Or depuis près de 15 ans, Médiamétrie et les membres du collège radio s’interrogent sur l’opportunité de passer à une mesure automatique de l’audience. En 1995 une première batterie de tests avaient été menée, mais rapidement arrêtée. En fait, l’utilisation d’un petit boitier qui enregistrait tous les sons posait des problèmes, car les cobayes ne le gardaient pas tout au long de la journée sur eux. Une société suisse proposait aussi une montre avec les mêmes capacités d’enregistrement, mais tout le monde ne porte pas de montre… Bref, les expériences ont été stoppées jusqu’en 2005. Sans que les nouveaux essais n’aient démontré un mieux.

Il fallait reprendre à zéro et c’est bien ce que compte faire Médiamétrie et les acteurs de la radio en France. Une série de réunions a eu lieu depuis quelques semaines, la prochaine étant prévue pour dans une quinzaine de jours. Aucune solution n’est écartée, ni même pour Médiamétrie de concevoir de A à Z un procédé de mesure automatique du champ sonore des auditeurs témoins. Un agenda a été décidé. L’année en cours permettra de définir le cahier des charges de cette nouvelle mesure. Tandis que les premiers essais sont prévus pour 2011 en région parisienne. Ensuite, seulement les radios décideront de valider ou non la méthodologie.
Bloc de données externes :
use crate::geometry::{normalize_angle, normalize_longitude, rotate_around_axis};
use crate::types::GeoPoint;

/// Finds where on the globe a flat surface would face the same direction as a surface
/// at `location` tilted by `tilt` degrees toward compass `bearing`.
///
/// Tilting toward north is a pure latitude shift to `latitude + tilt`. Any other
/// bearing is that shifted point rotated around `location` by the bearing angle.
/// Due north and due south take a closed-form path along the meridian, which also
/// handles tilting over a pole.
pub fn orient(location: GeoPoint, tilt: f64, bearing: f64) -> GeoPoint {
    if tilt == 0.0 {
        return location;
    }
    if bearing.rem_euclid(180.0) == 0.0 {
        return shift_along_meridian(location, tilt, bearing);
    }
    let elevated = GeoPoint::new(location.latitude + tilt, location.longitude);
    rotate_around_axis(elevated, location, bearing)
}

fn shift_along_meridian(location: GeoPoint, tilt: f64, bearing: f64) -> GeoPoint {
    // bearing is a multiple of 180 here: a whole turn faces north, an odd half turn south
    let direction = if bearing.rem_euclid(360.0) == 0.0 { 1.0 } else { -1.0 };
    normalize_position(location.latitude + tilt * direction, location.longitude)
}

/// Maps a latitude measured continuously along a meridian, possibly past a pole, onto
/// a point with latitude in [-90, 90] and longitude in (-180, 180].
pub fn normalize_position(latitude: f64, longitude: f64) -> GeoPoint {
    let mut lat = latitude;
    let mut lon = longitude;

    if !(-180.0..=180.0).contains(&lon) {
        log::warn!("normalizing out-of-range longitude {longitude}");
    }
    if !(-270.0..=270.0).contains(&lat) {
        log::warn!("wrapping latitude {latitude} more than once around the globe");
        lat = normalize_angle(lat + 180.0) - 180.0;
    }

    if lat > 90.0 {
        lat = 180.0 - lat;
        lon = opposite_meridian(lon);
    } else if lat < -90.0 {
        lat = -180.0 - lat;
        lon = opposite_meridian(lon);
    }

    GeoPoint::new(lat, normalize_longitude(lon))
}

/// Longitude 180 degrees away; inputs in [-180, 180] stay in [-180, 180].
fn opposite_meridian(longitude: f64) -> f64 {
    if longitude <= 0.0 {
        longitude + 180.0
    } else {
        longitude - 180.0
    }
}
Les enjeux ne sont pas minces. D’après certaines études, une mesure de ce type, adossée à un enregistrement automatique des sons, comparés ensuite à une base de données pour identifier les programmes avec précisions, entrainerait des variations de plus ou moins 20% des audiences par rapport aux sondages téléphoniques. Les éditeurs radiophoniques préfèrent bien sûr ne pas se presser trop, et envisagent aussi de tout arrêter si cela tournait trop vinaigre. Europe 1 empile les études pour connaître les implications de ces mesures automatiques ; NRJ est plutôt favorable ; RTL n’est pas contre ; Skyrock se tâte mais se rangerait plutôt dans le camp des opposés, etc. Cela dit, il faudra pour Médiamétrie dégager un consensus, car au moment de payer pour mettre sur les rails le nouveau système de mesure, c’est aux éditeurs radiophoniques de mettre l’argent sur la table. C’est la règle…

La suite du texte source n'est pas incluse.